- Gallup Economic Confidence Index up seven points to +2
- First positive score since Gallup began tracking in 2008
WASHINGTON, D.C. -- Gallup's U.S. Economic Confidence Index last week tipped into positive territory for the first time since before the Great Recession started in December 2007. The index averaged +2 for the week ending Dec. 28, a possible sign that Americans are feeling the accelerating economic recovery.
Gallup's three-day rolling averages during the week of Dec. 22-28 ranged from -2 to +4. These dates include the lead-up to the Christmas holiday, an especially busy time for the economy. However, Gallup data from past years do not reveal a consistent pattern of Americans' overall economic confidence increasing during the Christmas season, suggesting this improvement is more attributable to structural, rather than seasonal, factors.
After months of little movement, the Economic Confidence Index started its climb in mid-September.
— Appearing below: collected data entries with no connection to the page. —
//! Blocked day-file layout: append-side writer and streaming reader.
//!
//! A blocked day file is a 24-byte [`DayFileHeader`] followed by a sequence
//! of independently decodable compressed blocks (see [`crate::codec`]). One
//! file holds one product's events for one UTC calendar day.

pub mod reader;
pub mod writer;

pub use reader::{BlockReader, BlockRows};
pub use writer::BlockWriter;

use bytes::{Buf, BufMut};

use crate::error::{Error, Result};

/// Encoded size of a [`DayFileHeader`].
pub const DAY_FILE_HEADER_SIZE: usize = 24;

/// Summary header at the front of a blocked day file.
///
/// The writer zeroes it on open and rewrites the final totals on close, so
/// a crashed file carries zero totals while its blocks remain recoverable by
/// a sequential scan.
#[derive(Debug, Clone, Copy, Default, PartialEq, Eq)]
pub struct DayFileHeader {
    /// Sum of rows across all blocks.
    pub rows_total: u64,
    /// Total bytes of block payload following the header.
    pub bytes_total: u64,
    /// Calendar date of the file as `YYYYMMDD`.
    pub yyyymmdd: u32,
    /// Number of blocks in the file.
    pub blocks_total: u32,
}

impl DayFileHeader {
    /// Serializes the header into the first [`DAY_FILE_HEADER_SIZE`] bytes of `buf`.
    pub fn encode(&self, mut buf: &mut [u8]) {
        buf.put_u64_le(self.rows_total);
        buf.put_u64_le(self.bytes_total);
        buf.put_u32_le(self.yyyymmdd);
        buf.put_u32_le(self.blocks_total);
    }

    /// Deserializes a header from the front of `src`.
    pub fn decode(src: &[u8]) -> Result<Self> {
        if src.len() < DAY_FILE_HEADER_SIZE {
            return Err(Error::TooSmall { need: DAY_FILE_HEADER_SIZE, have: src.len() });
        }
        let mut src = src;
        Ok(Self {
            rows_total: src.get_u64_le(),
            bytes_total: src.get_u64_le(),
            yyyymmdd: src.get_u32_le(),
            blocks_total: src.get_u32_le(),
        })
    }
}
//! # tickstore - per-product, per-day market event storage
//!
//! tickstore persists high-frequency market microstructure events (L2 book
//! updates, L3 order events, and derived signals) one product-day at a
//! time, in two on-disk layouts:
//!
//! - **Columnar day files** (`<base>/<product>/<YYYYMMDD>.bin`): a 256-byte
//!   header plus one dense array per column. A background thread drains a
//!   lock-free SPSC queue into the mapped file, rotating on UTC day
//!   boundaries and doubling capacity on overflow; readers map the file and
//!   expose zero-copy column slices.
//! - **Blocked day files** (`<base>/<product>-BLOCKS/<YYYYMMDD>.blocks`): a
//!   24-byte summary header plus a stream of independently decodable
//!   blocks. Each block stores timestamps as scaled deltas and prices as
//!   zig-zag deltas, bit-packed at the minimum width the block needs, which
//!   trades a small decode cost for substantial compression.
//!
//! ## Components
//!
//! - [`codec`]: bit-pack primitives and the block encoder/decoder
//! - [`block`]: blocked day-file writer and reader
//! - [`columnar`]: columnar day-file writer, reader, and ingest queue
//! - [`schema`]: the row schemas parameterizing the columnar layout
//!
//! ## Example
//!
//! ```no_run
//! use tickstore::{BlockWriter, BlockWriterOptions, TickRow};
//!
//! # fn main() -> tickstore::Result<()> {
//! let mut writer = BlockWriter::new(BlockWriterOptions::new("./data", "BTC-USD"))?;
//! writer.begin_day(20240815)?;
//! writer.write_row(TickRow { ts_ns: 0, price: 100, size: 1.0, side: 0, kind: b'L' })?;
//! writer.close()?;
//! # Ok(())
//! # }
//! ```

#![warn(missing_docs)]
#![warn(rust_2018_idioms)]

pub mod block;
pub mod codec;
pub mod columnar;
pub mod config;
pub mod error;
pub mod schema;

mod dayfile;

pub use block::{BlockReader, BlockRows, BlockWriter, DayFileHeader, DAY_FILE_HEADER_SIZE};
pub use codec::{
    decode_block, encode_block, BlockHeader, TickRow, BLOCK_HEADER_SIZE, BLOCK_MAGIC, KIND_LIMIT,
    KIND_TRADE,
};
pub use columnar::{ColumnFileHeader, Reader, Segment, SpscQueue, Writer, COL_HEADER_SIZE};
pub use config::{BlockReaderOptions, BlockWriterOptions, ReaderOptions, WriterOptions};
pub use error::{Error, Result};
pub use schema::{
    ImbalanceRow, ImbalanceSchema, L2Row, L2Schema, L3Row, L3Schema, Schema, VoiRow, VoiSchema,
    VwapRow, VwapSchema,
};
While various factors likely contribute to the rise in economic confidence, the weekly average price of gas in the U.S. began to fall precipitously in the late summer and, over the last four months, the price has fallen by nearly 30% -- an economic boon to most Americans. In fact, for the week of Dec. 22, the average price of gasoline was as low as it has been since the first half of 2009. Additionally, the U.S. stock market rose in December to its highest levels in history while Gallup's unemployment rate fell to the lowest since its daily tracking began in January 2008. Other government economic measures also showed a significant uptick in positive economic news.
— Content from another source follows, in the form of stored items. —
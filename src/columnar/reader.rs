//! Columnar day-file reader.
//!
//! Maps one day file at a time read-only and exposes a [`Segment`]: the row
//! count plus zero-copy slices over each column array. Staged visiting
//! copies the columns into an owned slab first, for callers that outlive
//! the mapping.

use std::fs::File;
use std::marker::PhantomData;
use std::path::{Path, PathBuf};

use bytemuck::Pod;
use memmap2::{Advice, Mmap};

use crate::columnar::header::{ColumnFileHeader, COL_HEADER_SIZE};
use crate::config::ReaderOptions;
use crate::dayfile::{self, DayFile};
use crate::error::{Error, Result};
use crate::schema::Schema;

/// A view over the rows of one columnar day file.
///
/// Column data may live in a read-only mapping (plain visits) or in an
/// owned staging slab (staged visits); either way the accessors are the
/// same.
pub struct Segment<'a, S: Schema> {
    data: &'a [u8],
    col_off: Vec<u64>,
    rows: u64,
    yyyymmdd: u32,
    day_start_s: u64,
    _schema: PhantomData<S>,
}

impl<S: Schema> Segment<'_, S> {
    /// Number of readable rows.
    pub fn rows(&self) -> u64 {
        self.rows
    }

    /// Calendar date of the underlying day file.
    pub fn yyyymmdd(&self) -> u32 {
        self.yyyymmdd
    }

    /// UTC day start of the underlying day file, epoch seconds.
    pub fn day_start(&self) -> u64 {
        self.day_start_s
    }

    /// Raw bytes of column `col`, exactly `rows * col_size` long.
    pub fn col_bytes(&self, col: usize) -> &[u8] {
        let off = self.col_off[col] as usize;
        let len = self.rows as usize * S::col_size(col);
        &self.data[off..off + len]
    }

    /// Typed zero-copy view of column `col`.
    ///
    /// # Panics
    ///
    /// Panics when `T`'s size differs from the column's element size or the
    /// column data is misaligned for `T`. The writer's even row capacities
    /// keep the shipped schemas' columns aligned, and staged segments align
    /// every column to 8 bytes.
    pub fn col<T: Pod>(&self, col: usize) -> &[T] {
        assert_eq!(std::mem::size_of::<T>(), S::col_size(col), "element size mismatch");
        bytemuck::cast_slice(self.col_bytes(col))
    }

    /// Reassembles the row at `idx` from the column arrays.
    pub fn gather(&self, idx: u64) -> S::Row {
        S::gather(self.data, &self.col_off, idx)
    }
}

/// Reads a product's columnar day files over an inclusive date range.
///
/// Not thread-safe; independent instances may run concurrently.
pub struct Reader<S: Schema> {
    files: Vec<DayFile>,
    _schema: PhantomData<S>,
}

impl<S: Schema> Reader<S> {
    /// Enumerates the product's day files matching the date filter.
    pub fn new(opts: ReaderOptions) -> Result<Self> {
        opts.validate()?;
        let dir = if opts.product.is_empty() {
            opts.base_dir.clone()
        } else {
            opts.base_dir.join(&opts.product)
        };
        let files = dayfile::list_day_files(&dir, "bin", opts.date_from, opts.date_to)?;
        Ok(Self { files, _schema: PhantomData })
    }

    /// Dates of the matched day files, ascending.
    pub fn days(&self) -> Vec<u32> {
        self.files.iter().map(|f| f.yyyymmdd).collect()
    }

    /// Paths of the matched day files, ascending by date.
    pub fn paths(&self) -> Vec<PathBuf> {
        self.files.iter().map(|f| f.path.clone()).collect()
    }

    /// Visits each matched day file as a borrowed [`Segment`], in order.
    pub fn visit_day_files<F>(&self, mut f: F) -> Result<()>
    where
        F: FnMut(&Segment<'_, S>),
    {
        for df in &self.files {
            visit_mapped::<S, _>(&df.path, df.yyyymmdd, &mut f)?;
        }
        Ok(())
    }

    /// Visits a single day file, returning its row count.
    pub fn visit_file<F>(&self, path: &Path, mut f: F) -> Result<u64>
    where
        F: FnMut(&Segment<'_, S>),
    {
        let date = path
            .file_stem()
            .and_then(|s| s.to_str())
            .and_then(dayfile::parse_yyyymmdd)
            .unwrap_or(0);
        visit_mapped::<S, _>(path, date, &mut f)
    }

    /// Visits each matched day file through an owned staging copy of its
    /// columns, packed at the segment's row count with each column kept
    /// 8-byte aligned. Files with no rows are skipped; the visitor returns
    /// `false` to stop early.
    pub fn visit_staged<F>(&self, mut f: F) -> Result<()>
    where
        F: FnMut(&Segment<'_, S>) -> bool,
    {
        // u64-backed slab so typed column views stay aligned.
        let mut stage: Vec<u64> = Vec::new();

        for df in &self.files {
            let (map, header) = map_day_file::<S>(&df.path)?;
            let rows = header.rows;
            if rows == 0 {
                continue;
            }

            let mut packed_off = Vec::with_capacity(S::COLS);
            let mut need = 0u64;
            for c in 0..S::COLS {
                packed_off.push(need);
                need = (need + rows * S::col_size(c) as u64).next_multiple_of(8);
            }

            stage.clear();
            stage.resize((need as usize).div_ceil(8), 0);
            let slab: &mut [u8] = bytemuck::cast_slice_mut(&mut stage);
            for c in 0..S::COLS {
                let src = header.col_off[c] as usize;
                let len = (rows * S::col_size(c) as u64) as usize;
                let dst = packed_off[c] as usize;
                slab[dst..dst + len].copy_from_slice(&map[src..src + len]);
            }

            let seg = Segment {
                data: bytemuck::cast_slice(&stage),
                col_off: packed_off,
                rows,
                yyyymmdd: df.yyyymmdd,
                day_start_s: header.day_start_s,
                _schema: PhantomData,
            };
            if !f(&seg) {
                break;
            }
        }
        Ok(())
    }
}

fn map_day_file<S: Schema>(path: &Path) -> Result<(Mmap, ColumnFileHeader)> {
    let file = File::open(path)
        .map_err(|e| Error::open_failed(format!("{}: {}", path.display(), e)))?;
    let len = file
        .metadata()
        .map_err(|e| Error::open_failed(format!("{}: {}", path.display(), e)))?
        .len();
    if (len as usize) < COL_HEADER_SIZE {
        return Err(Error::open_failed(format!(
            "{}: shorter than columnar header",
            path.display()
        )));
    }

    let map = unsafe { Mmap::map(&file) }
        .map_err(|e| Error::open_failed(format!("mmap {}: {}", path.display(), e)))?;
    let _ = map.advise(Advice::Sequential);
    let _ = map.advise(Advice::WillNeed);

    let header = ColumnFileHeader::decode::<S>(&map)?;
    Ok((map, header))
}

fn visit_mapped<S: Schema, F>(path: &Path, yyyymmdd: u32, f: &mut F) -> Result<u64>
where
    F: FnMut(&Segment<'_, S>),
{
    let (map, header) = map_day_file::<S>(path)?;
    let seg = Segment {
        data: &map,
        col_off: header.col_off.clone(),
        rows: header.rows,
        yyyymmdd,
        day_start_s: header.day_start_s,
        _schema: PhantomData,
    };
    f(&seg);
    Ok(header.rows)
}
Gallup's Economic Confidence Index is the average of two components: Americans' views of current economic conditions and their perceptions of whether the economy is getting better or worse. The index has a theoretical maximum of +100 if all Americans rated current conditions as excellent or good and saw the economy as getting better -- and a theoretical minimum of -100 if all Americans viewed current conditions as poor and thought the economy was getting worse.
As a result, positive scores indicate Americans, on balance, view the economy positively, and negative scores indicate they view the economy negatively. The weekly average of +2 last week is particularly notable because it is the first time it has escaped negative territory since the recession.
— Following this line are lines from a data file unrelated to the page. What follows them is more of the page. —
#[cfg(test)]
mod tests {
    use super::*;

    fn ramp(n: usize) -> Vec<TickRow> {
        (0..n)
            .map(|i| TickRow {
                ts_ns: i as u64 * 1_000_000,
                price: 10_000 + i as u32,
                size: 1.0,
                side: (i & 1) as u8,
                kind: KIND_LIMIT,
            })
            .collect()
    }

    #[test]
    fn test_empty_block_encodes_nothing() {
        let mut out = Vec::new();
        encode_block(&[], &mut out);
        assert!(out.is_empty());
    }

    #[test]
    fn test_zero_row_header_consumes_header() {
        let mut buf = vec![0u8; BLOCK_HEADER_SIZE];
        BlockHeader { version: 1, ..Default::default() }.encode(&mut buf);

        let mut rows = vec![ramp(1)[0]];
        let consumed = decode_block(&buf, &mut rows).unwrap();
        assert_eq!(consumed, BLOCK_HEADER_SIZE);
        assert_eq!(rows.len(), 1, "rows_out must be left unchanged");
    }

    #[test]
    fn test_single_row_roundtrip() {
        let row = TickRow { ts_ns: 1_000_000_000, price: 10_000, size: 1.5, side: 1, kind: KIND_LIMIT };
        let mut out = Vec::new();
        encode_block(&[row], &mut out);

        let hdr = BlockHeader::decode(&out).unwrap();
        assert_eq!(hdr.n_rows, 1);
        assert_eq!(hdr.ts_bw, 1);
        assert_eq!(hdr.px_bw, 1);
        assert_eq!(hdr.base_ts, 1_000_000_000);
        assert_eq!(hdr.base_px, 10_000);

        let mut rows = Vec::new();
        let consumed = decode_block(&out, &mut rows).unwrap();
        assert_eq!(consumed, out.len());
        assert_eq!(rows, vec![row]);
    }

    #[test]
    fn test_monotonic_ramp_roundtrip() {
        let rows = ramp(8192);
        let mut out = Vec::new();
        encode_block(&rows, &mut out);

        let hdr = BlockHeader::decode(&out).unwrap();
        assert!(hdr.ts_bw <= 14, "ts_bw={}", hdr.ts_bw);
        assert!(hdr.px_bw <= 14, "px_bw={}", hdr.px_bw);
        assert_eq!(hdr.len_sz, 8192 * 4);
        assert_eq!(hdr.len_side, 1024);
        assert_eq!(hdr.len_type, 1024);
        assert_eq!(hdr.off_ts, BLOCK_HEADER_SIZE as u32);
        assert_eq!(hdr.off_px, hdr.off_ts + hdr.len_ts);
        assert_eq!(hdr.off_sz, hdr.off_px + hdr.len_px);

        let mut decoded = Vec::new();
        let consumed = decode_block(&out, &mut decoded).unwrap();
        assert_eq!(consumed, out.len());
        assert_eq!(decoded, rows);
    }

    #[test]
    fn test_minimal_bit_width() {
        for n in [2usize, 5, 17, 300] {
            let rows = ramp(n);
            let mut out = Vec::new();
            encode_block(&rows, &mut out);
            let hdr = BlockHeader::decode(&out).unwrap();

            let max_dt = (n as u64 - 1) * 1_000_000 / DEFAULT_TS_SCALE_NS as u64;
            assert!(max_dt < 1u64 << hdr.ts_bw);
            if hdr.ts_bw > 1 {
                assert!(max_dt >= 1u64 << (hdr.ts_bw - 1));
            }
        }
    }

    #[test]
    fn test_negative_price_delta_and_trades() {
        let rows = vec![
            TickRow { ts_ns: 5_000_000_000, price: 10_000, size: 2.5, side: 1, kind: KIND_TRADE },
            TickRow { ts_ns: 5_001_000_000, price: 9_990, size: 0.5, side: 0, kind: KIND_LIMIT },
            TickRow { ts_ns: 5_002_000_000, price: 10_010, size: 1.25, side: 1, kind: KIND_TRADE },
        ];
        let mut out = Vec::new();
        encode_block(&rows, &mut out);

        let mut decoded = Vec::new();
        decode_block(&out, &mut decoded).unwrap();
        assert_eq!(decoded, rows);
    }

    #[test]
    fn test_side_keeps_only_low_bit() {
        let rows = vec![
            TickRow { ts_ns: 0, price: 1, size: 0.0, side: 0xff, kind: KIND_LIMIT },
            TickRow { ts_ns: 0, price: 1, size: 0.0, side: 0x02, kind: KIND_LIMIT },
        ];
        let mut out = Vec::new();
        encode_block(&rows, &mut out);

        let mut decoded = Vec::new();
        decode_block(&out, &mut decoded).unwrap();
        assert_eq!(decoded[0].side, 1);
        assert_eq!(decoded[1].side, 0);
    }

    #[test]
    fn test_ts_scale_truncation() {
        // Sub-millisecond resolution is discarded by the default scale.
        let rows = vec![
            TickRow { ts_ns: 1_000_000_000, price: 5, size: 0.0, side: 0, kind: KIND_LIMIT },
            TickRow { ts_ns: 1_000_999_999, price: 5, size: 0.0, side: 0, kind: KIND_LIMIT },
        ];
        let mut out = Vec::new();
        encode_block(&rows, &mut out);

        let mut decoded = Vec::new();
        decode_block(&out, &mut decoded).unwrap();
        assert_eq!(decoded[1].ts_ns, 1_000_000_000);
    }

    #[test]
    fn test_decode_too_small() {
        let err = decode_block(&[0u8; 10], &mut Vec::new()).unwrap_err();
        assert!(matches!(err, Error::TooSmall { need, have: 10 } if need == BLOCK_HEADER_SIZE));
    }

    #[test]
    fn test_decode_bad_magic() {
        let mut out = Vec::new();
        encode_block(&ramp(4), &mut out);
        out[0] ^= 0xff;

        let err = decode_block(&out, &mut Vec::new()).unwrap_err();
        assert!(matches!(err, Error::BadMagic { .. }));
    }

    #[test]
    fn test_decode_truncated_slab() {
        let mut out = Vec::new();
        encode_block(&ramp(100), &mut out);
        out.truncate(out.len() - 5);

        let err = decode_block(&out, &mut Vec::new()).unwrap_err();
        assert!(matches!(err, Error::TooSmall { .. }));
    }

    #[test]
    fn test_decode_price_overflow() {
        let rows = vec![
            TickRow { ts_ns: 0, price: 10, size: 0.0, side: 0, kind: KIND_LIMIT },
            TickRow { ts_ns: 0, price: 0, size: 0.0, side: 0, kind: KIND_LIMIT },
        ];
        let mut out = Vec::new();
        encode_block(&rows, &mut out);
        // Lower the base price below the largest negative delta.
        let mut hdr = BlockHeader::decode(&out).unwrap();
        hdr.base_px = 5;
        hdr.encode(&mut out[..BLOCK_HEADER_SIZE]);

        let err = decode_block(&out, &mut Vec::new()).unwrap_err();
        assert!(matches!(err, Error::PriceOverflow { base_px: 5, delta: -10 }));
    }

    #[test]
    fn test_large_random_roundtrip() {
        let mut state = 0x1234_5678_u64;
        let mut next = move || {
            state ^= state << 13;
            state ^= state >> 7;
            state ^= state << 17;
            state
        };

        let mut ts = 1_700_000_000_000_000_000u64;
        let mut rows = Vec::new();
        for _ in 0..10_000 {
            ts += (next() % 50) * 1_000_000;
            rows.push(TickRow {
                ts_ns: ts,
                price: 1_000_000 + (next() % 2_000) as u32,
                size: (next() % 1_000) as f32 / 8.0,
                side: (next() & 1) as u8,
                kind: if next() & 1 == 0 { KIND_LIMIT } else { KIND_TRADE },
            });
        }

        let mut out = Vec::new();
        encode_block(&rows, &mut out);

        let mut decoded = Vec::new();
        let consumed = decode_block(&out, &mut decoded).unwrap();
        assert_eq!(consumed, out.len());
        assert_eq!(decoded, rows);
    }
}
The current conditions component saw a six-point increase last week, while the outlook component increased by eight points.
For the week ending Dec. 28, 27% of Americans said the economy was "excellent" or "good," while 27% said it was "poor," resulting in a current conditions index score of 0. Meanwhile, 49% of Americans said the economy is "getting better" and 45% said it is "getting worse," resulting in an outlook score of +4.
U.S. consumers' attitudes are ending the year on a high note, as their confidence in the economy is back in the black for the first time since the Great Recession and the stunted recovery. And, judging from past years, economic perceptions are more likely than not to continue to improve. Gallup has found that confidence typically increases in January, with monthly index increases between the last and first months of the year ranging between one and 11 points.
Results for this Gallup poll are based on telephone interviews conducted Dec. 22-28, 2014, on the Gallup U.S. Daily survey, with a random sample of 2,541 adults, aged 18 and older, living in all 50 U.S. states and the District of Columbia. For results based on the total sample of national adults, the margin of sampling error is ±2 percentage points at the 95% confidence level. All reported margins of sampling error include computed design effects for weighting.
Each sample of national adults includes a minimum quota of 50% cellphone respondents and 50% landline respondents, with additional minimum quotas by time zone within region. Landline and cellular telephone numbers are selected using random-digit-dial methods.